Infection of peanut crops by Aspergillus flavus and A. parasiticus is a serious problem in Georgia. Specifically, Aspergillus flavus and A. parasiticus produce aflatoxins, which are among the most carcinogenic and naturally occurring compounds known to pose significant health risks to human and animals. There is no direct action peanut farmers can take to control fungi that produce aflatoxin in peanut seeds. Transgenic approaches are being undertaken to prevent invasion by Aspergillus fungi or to prevent biosynthesis of aflatoxin. The hydrolytic enzymes, rice based chitinase and β-1, 3 glucanase, have been established to be active defense mechanisms against various pathogens, especially fungal diseases, with particular reference to A. flavus. The goal of this project was to transform peanut plants with chitinase and glucanase genes against A. flavus, via Agrobacterium mediated transformation. Somatic embryos were transformed by co-cultivating with Agrobacterium tumefaciens plasmid constructs (pCAMBARGlu 289 & pCAMBAR Chi11, Dr.

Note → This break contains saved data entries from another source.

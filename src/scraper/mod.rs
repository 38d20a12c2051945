//! The feed-scraping engine.
//!
//! A [`Scraper`] wakes on a fixed interval, asks the store for the feeds with
//! the oldest watermark, fetches them concurrently through the worker pool in
//! [`pool`], persists new posts and advances each feed's watermark. A failure
//! in one feed never affects its siblings, and nothing here is fatal to the
//! host process.
//!
//! # Example
//!
//! ```ignore
//! use rssagg::scraper::{Scraper, ScraperSettings};
//!
//! let scraper = Scraper::new(db, ScraperSettings::default())?;
//! let handle = scraper.spawn();
//! // ... on shutdown:
//! handle.shutdown().await;
//! ```

mod pool;
mod scheduler;

use std::num::NonZeroUsize;
use std::sync::Arc;
use std::time::Duration;
use thiserror::Error;

use crate::feed::{FetchError, DEFAULT_MAX_FEED_SIZE, DEFAULT_REQUEST_TIMEOUT};
use crate::storage::DatabaseError;

pub use pool::scrape_batch;
pub use scheduler::{Scraper, ScraperHandle};

/// Coarse failure categories, stable enough for callers and tests to assert on.
#[derive(Debug, Clone, Copy, PartialEq, Eq)]
pub enum FailureKind {
    /// Connection, timeout, HTTP status or body transfer problems
    Network,
    /// The document is not RSS/Atom
    Parse,
    /// A single item was unusable and dropped
    ItemValidation,
    /// The database rejected a read or write
    Store,
}

/// Why a single feed's task failed.
#[derive(Debug, Error)]
pub enum ScrapeError {
    #[error(transparent)]
    Fetch(#[from] FetchError),
    #[error("Store error: {0}")]
    Store(#[from] DatabaseError),
}

impl ScrapeError {
    pub fn kind(&self) -> FailureKind {
        match self {
            ScrapeError::Fetch(e) => e.kind(),
            ScrapeError::Store(_) => FailureKind::Store,
        }
    }
}

/// Engine tuning. Built from [`Config`](crate::config::Config) by the CLI.
#[derive(Debug, Clone)]
pub struct ScraperSettings {
    /// Feeds selected, and fetched in parallel, per cycle
    pub concurrency: NonZeroUsize,
    /// Time between cycle starts. Zero runs cycles back to back.
    pub interval: Duration,
    pub request_timeout: Duration,
    pub max_feed_size: usize,
    /// Items persisted from one document; the rest are ignored
    pub max_items_per_feed: usize,
}

impl Default for ScraperSettings {
    fn default() -> Self {
        Self {
            concurrency: NonZeroUsize::new(10).unwrap_or(NonZeroUsize::MIN),
            interval: Duration::from_secs(60),
            request_timeout: DEFAULT_REQUEST_TIMEOUT,
            max_feed_size: DEFAULT_MAX_FEED_SIZE,
            max_items_per_feed: 100,
        }
    }
}

/// Counts for one successfully fetched feed
#[derive(Debug, Clone, Copy, Default, PartialEq, Eq)]
pub struct FeedSummary {
    /// Items in the document that passed validation
    pub found: usize,
    pub inserted: usize,
    pub already_present: usize,
    /// Items dropped by validation
    pub skipped: usize,
}

/// Result of one worker task
#[derive(Debug)]
pub struct FeedOutcome {
    pub feed_id: i64,
    pub feed_name: Arc<str>,
    pub result: Result<FeedSummary, ScrapeError>,
}

/// Everything one cycle did, in task completion order.
#[derive(Debug, Default)]
pub struct CycleReport {
    /// Watermark written to every feed in the batch (Unix milliseconds)
    pub fetched_at: i64,
    pub outcomes: Vec<FeedOutcome>,
}

impl CycleReport {
    pub fn selected(&self) -> usize {
        self.outcomes.len()
    }

    pub fn succeeded(&self) -> usize {
        self.outcomes.iter().filter(|o| o.result.is_ok()).count()
    }

    pub fn failed(&self) -> usize {
        self.selected() - self.succeeded()
    }

    pub fn new_posts(&self) -> usize {
        self.outcomes
            .iter()
            .filter_map(|o| o.result.as_ref().ok())
            .map(|s| s.inserted)
            .sum()
    }

    pub fn outcome(&self, feed_id: i64) -> Option<&FeedOutcome> {
        self.outcomes.iter().find(|o| o.feed_id == feed_id)
    }
}

#[cfg(test)]
mod tests {
    use super::*;

    fn outcome(feed_id: i64, result: Result<FeedSummary, ScrapeError>) -> FeedOutcome {
        FeedOutcome {
            feed_id,
            feed_name: Arc::from("feed"),
            result,
        }
    }

    #[test]
    fn test_default_settings() {
        let settings = ScraperSettings::default();
        assert_eq!(settings.concurrency.get(), 10);
        assert_eq!(settings.interval, Duration::from_secs(60));
        assert_eq!(settings.request_timeout, Duration::from_secs(10));
    }

    #[test]
    fn test_report_counts() {
        let report = CycleReport {
            fetched_at: 0,
            outcomes: vec![
                outcome(
                    1,
                    Ok(FeedSummary {
                        found: 3,
                        inserted: 2,
                        already_present: 1,
                        skipped: 0,
                    }),
                ),
                outcome(2, Err(ScrapeError::Fetch(FetchError::Timeout))),
                outcome(
                    3,
                    Ok(FeedSummary {
                        found: 1,
                        inserted: 1,
                        already_present: 0,
                        skipped: 2,
                    }),
                ),
            ],
        };

        assert_eq!(report.selected(), 3);
        assert_eq!(report.succeeded(), 2);
        assert_eq!(report.failed(), 1);
        assert_eq!(report.new_posts(), 3);
        assert!(report.outcome(2).unwrap().result.is_err());
        assert!(report.outcome(4).is_none());
    }

    #[test]
    fn test_error_kinds() {
        assert_eq!(
            ScrapeError::Fetch(FetchError::Parse("bad".into())).kind(),
            FailureKind::Parse
        );
        assert_eq!(
            ScrapeError::Fetch(FetchError::HttpStatus(503)).kind(),
            FailureKind::Network
        );
        assert_eq!(
            ScrapeError::Store(DatabaseError::Migration("x".into())).kind(),
            FailureKind::Store
        );
    }
}
use futures::stream::{self, StreamExt};
use std::num::NonZeroUsize;

use super::{FeedOutcome, FeedSummary, ScrapeError};
use crate::feed::{FeedFetcher, ParsedFeed};
use crate::storage::{Database, Feed, InsertOutcome, NewPost};

/// Fetch and persist a batch of feeds concurrently.
///
/// Runs one task per feed, at most `concurrency` at a time, and returns only
/// when every task has finished. Tasks share nothing but the database pool
/// and the HTTP client. Results come back in completion order.
///
/// Every feed in the batch has its watermark set to `fetched_at` once its
/// fetch attempt is over, whether or not the fetch succeeded, so a broken feed
/// goes to the back of the queue like any other.
pub async fn scrape_batch(
    db: &Database,
    fetcher: &FeedFetcher,
    feeds: Vec<Feed>,
    concurrency: NonZeroUsize,
    fetched_at: i64,
    max_items_per_feed: usize,
) -> Vec<FeedOutcome> {
    if feeds.is_empty() {
        return Vec::new();
    }

    stream::iter(feeds)
        .map(|feed| async move {
            let result = scrape_feed(db, fetcher, &feed, fetched_at, max_items_per_feed).await;
            FeedOutcome {
                feed_id: feed.id,
                feed_name: feed.name,
                result,
            }
        })
        .buffer_unordered(concurrency.get())
        .collect()
        .await
}

async fn scrape_feed(
    db: &Database,
    fetcher: &FeedFetcher,
    feed: &Feed,
    fetched_at: i64,
    max_items_per_feed: usize,
) -> Result<FeedSummary, ScrapeError> {
    let result = match fetcher.fetch(&feed.url).await {
        Ok(parsed) => store_posts(db, feed, parsed, max_items_per_feed).await,
        Err(e) => {
            tracing::warn!(
                feed_id = feed.id,
                name = %feed.name,
                url = %feed.url,
                kind = ?e.kind(),
                error = %e,
                "Failed to fetch feed"
            );
            Err(ScrapeError::Fetch(e))
        }
    };

    let marked = db.mark_feed_fetched(feed.id, fetched_at).await;

    match (result, marked) {
        (Ok(summary), Ok(_)) => Ok(summary),
        (Ok(_), Err(e)) => {
            tracing::warn!(feed_id = feed.id, error = %e, "Failed to update feed watermark");
            Err(ScrapeError::Store(e))
        }
        (Err(e), Ok(_)) => Err(e),
        (Err(e), Err(mark_err)) => {
            tracing::warn!(feed_id = feed.id, error = %mark_err, "Failed to update feed watermark");
            Err(e)
        }
    }
}

async fn store_posts(
    db: &Database,
    feed: &Feed,
    parsed: ParsedFeed,
    max_items_per_feed: usize,
) -> Result<FeedSummary, ScrapeError> {
    let mut summary = FeedSummary {
        found: parsed.items.len(),
        skipped: parsed.skipped.len(),
        ..FeedSummary::default()
    };

    for skipped in &parsed.skipped {
        tracing::debug!(feed_id = feed.id, reason = %skipped, "Item dropped");
    }
    if summary.skipped > 0 {
        tracing::warn!(
            feed_id = feed.id,
            url = %feed.url,
            skipped = summary.skipped,
            "Items without a usable link skipped"
        );
    }

    for item in parsed.items.into_iter().take(max_items_per_feed) {
        let post = NewPost {
            feed_id: feed.id,
            title: item.title,
            url: item.url,
            description: item.description,
            published_at: item.published_at,
        };

        match db.insert_post_if_absent(&post).await {
            Ok(InsertOutcome::Inserted) => summary.inserted += 1,
            Ok(InsertOutcome::AlreadyPresent) => summary.already_present += 1,
            Err(e) => {
                tracing::warn!(
                    feed_id = feed.id,
                    post_url = %post.url,
                    error = %e,
                    "Failed to store post, abandoning feed for this cycle"
                );
                return Err(ScrapeError::Store(e));
            }
        }
    }

    tracing::debug!(
        feed_id = feed.id,
        name = %feed.name,
        found = summary.found,
        inserted = summary.inserted,
        "Feed collected"
    );

    Ok(summary)
}

#[cfg(test)]
mod tests {
    use super::*;
    use crate::feed::DEFAULT_MAX_FEED_SIZE;
    use crate::scraper::FailureKind;
    use std::time::Duration;
    use wiremock::matchers::{method, path};
    use wiremock::{Mock, MockServer, ResponseTemplate};

    fn rss(links: &[&str]) -> String {
        let items: String = links
            .iter()
            .map(|l| format!("<item><title>{}</title><link>{}</link></item>", l, l))
            .collect();
        format!(
            r#"<?xml version="1.0"?><rss version="2.0"><channel><title>T</title>{}</channel></rss>"#,
            items
        )
    }

    fn fetcher() -> FeedFetcher {
        FeedFetcher::new(Duration::from_secs(5), DEFAULT_MAX_FEED_SIZE).unwrap()
    }

    fn one() -> NonZeroUsize {
        NonZeroUsize::new(1).unwrap()
    }

    async fn setup(urls: &[String]) -> (Database, Vec<Feed>) {
        let db = Database::open(":memory:").await.unwrap();
        let user = db.create_user("alice").await.unwrap();
        let mut feeds = Vec::new();
        for (i, url) in urls.iter().enumerate() {
            let (feed, _) = db
                .create_feed(user.id, &format!("Feed {}", i), url)
                .await
                .unwrap();
            feeds.push(feed);
        }
        (db, feeds)
    }

    #[tokio::test]
    async fn test_empty_batch() {
        let db = Database::open(":memory:").await.unwrap();
        let outcomes = scrape_batch(&db, &fetcher(), Vec::new(), one(), 0, 100).await;
        assert!(outcomes.is_empty());
    }

    #[tokio::test]
    async fn test_success_inserts_and_marks() {
        let mock_server = MockServer::start().await;
        Mock::given(method("GET"))
            .respond_with(
                ResponseTemplate::new(200)
                    .set_body_string(rss(&["https://example.com/1", "https://example.com/2"])),
            )
            .mount(&mock_server)
            .await;

        let (db, feeds) = setup(&[format!("{}/feed", mock_server.uri())]).await;
        let feed_id = feeds[0].id;

        let outcomes = scrape_batch(&db, &fetcher(), feeds, one(), 1_000, 100).await;
        assert_eq!(
            outcomes[0].result.as_ref().unwrap(),
            &FeedSummary {
                found: 2,
                inserted: 2,
                already_present: 0,
                skipped: 0
            }
        );

        let feed = db.get_feed(feed_id).await.unwrap().unwrap();
        assert_eq!(feed.last_fetched_at, Some(1_000));
        assert_eq!(db.get_posts_for_feed(feed_id).await.unwrap().len(), 2);
    }

    #[tokio::test]
    async fn test_second_pass_reports_already_present() {
        let mock_server = MockServer::start().await;
        Mock::given(method("GET"))
            .respond_with(ResponseTemplate::new(200).set_body_string(rss(&["https://example.com/1"])))
            .mount(&mock_server)
            .await;

        let (db, feeds) = setup(&[format!("{}/feed", mock_server.uri())]).await;

        scrape_batch(&db, &fetcher(), feeds.clone(), one(), 1_000, 100).await;
        let outcomes = scrape_batch(&db, &fetcher(), feeds, one(), 2_000, 100).await;

        let summary = outcomes[0].result.as_ref().unwrap();
        assert_eq!(summary.inserted, 0);
        assert_eq!(summary.already_present, 1);
    }

    #[tokio::test]
    async fn test_failed_fetch_still_marks_watermark() {
        let mock_server = MockServer::start().await;
        Mock::given(method("GET"))
            .respond_with(ResponseTemplate::new(503))
            .mount(&mock_server)
            .await;

        let (db, feeds) = setup(&[format!("{}/feed", mock_server.uri())]).await;
        let feed_id = feeds[0].id;

        let outcomes = scrape_batch(&db, &fetcher(), feeds, one(), 1_000, 100).await;
        let err = outcomes[0].result.as_ref().unwrap_err();
        assert_eq!(err.kind(), FailureKind::Network);

        let feed = db.get_feed(feed_id).await.unwrap().unwrap();
        assert_eq!(feed.last_fetched_at, Some(1_000));
    }

    #[tokio::test]
    async fn test_item_cap() {
        let mock_server = MockServer::start().await;
        Mock::given(method("GET"))
            .respond_with(ResponseTemplate::new(200).set_body_string(rss(&[
                "https://example.com/1",
                "https://example.com/2",
                "https://example.com/3",
            ])))
            .mount(&mock_server)
            .await;

        let (db, feeds) = setup(&[format!("{}/feed", mock_server.uri())]).await;
        let feed_id = feeds[0].id;

        scrape_batch(&db, &fetcher(), feeds, one(), 1_000, 2).await;
        assert_eq!(db.get_posts_for_feed(feed_id).await.unwrap().len(), 2);
    }

    #[tokio::test]
    async fn test_store_failure_is_store_kind() {
        let mock_server = MockServer::start().await;
        Mock::given(method("GET"))
            .and(path("/feed"))
            .respond_with(ResponseTemplate::new(200).set_body_string(rss(&["https://example.com/1"])))
            .mount(&mock_server)
            .await;

        let (db, feeds) = setup(&[format!("{}/feed", mock_server.uri())]).await;
        db.close().await;

        let outcomes = scrape_batch(&db, &fetcher(), feeds, one(), 1_000, 100).await;
        let err = outcomes[0].result.as_ref().unwrap_err();
        assert_eq!(err.kind(), FailureKind::Store);
    }
}
//! rssagg: an RSS aggregator.
//!
//! Users register feeds and follow them; a background [`scraper`] fetches
//! every known feed on a fixed cadence, deduplicates posts by URL and stores
//! them; the [`storage`] layer answers "newest posts from the feeds I follow".

pub mod config;
pub mod feed;
pub mod scraper;
pub mod storage;
pub mod util;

Muthukrishnan, Kansas State Univ). Specific primers were used to confirm successful gene inserts into transgenic peanuts by Polymerase Chain Reaction (PCR). While the Chitinase gene, was detected at ~700bp, the Glucanase was amplified at ~1200bp in the genetically modified (GM) peanuts. The quantification of these pathogen-related (PR) enzymes was done using a GUS histochemical assay. The GUS histochemical assay confirmed successful gene insert into the transgenic explants, however, Chitinase was not stably inserted. Characterization of expressed β-1 3 Glucanase gene was done by SDS-PAGE and Western Blot analysis. Estimation of total protein in GM peanuts was done by standard Bradford method. Our present study successfully standardized somatic embryogenesis and regeneration protocol in peanuts. The successful transformation led to the production of 50% or more of transgenic plants as evidenced by the GUS assay. While further tests will merely confirm the successful expression of proteins, we conclude that the transgenic peanut lines possessing fungal resistance genes may offer an alternative to traditional breeding and use of synthetic fungicides, in managing Aspergillus species.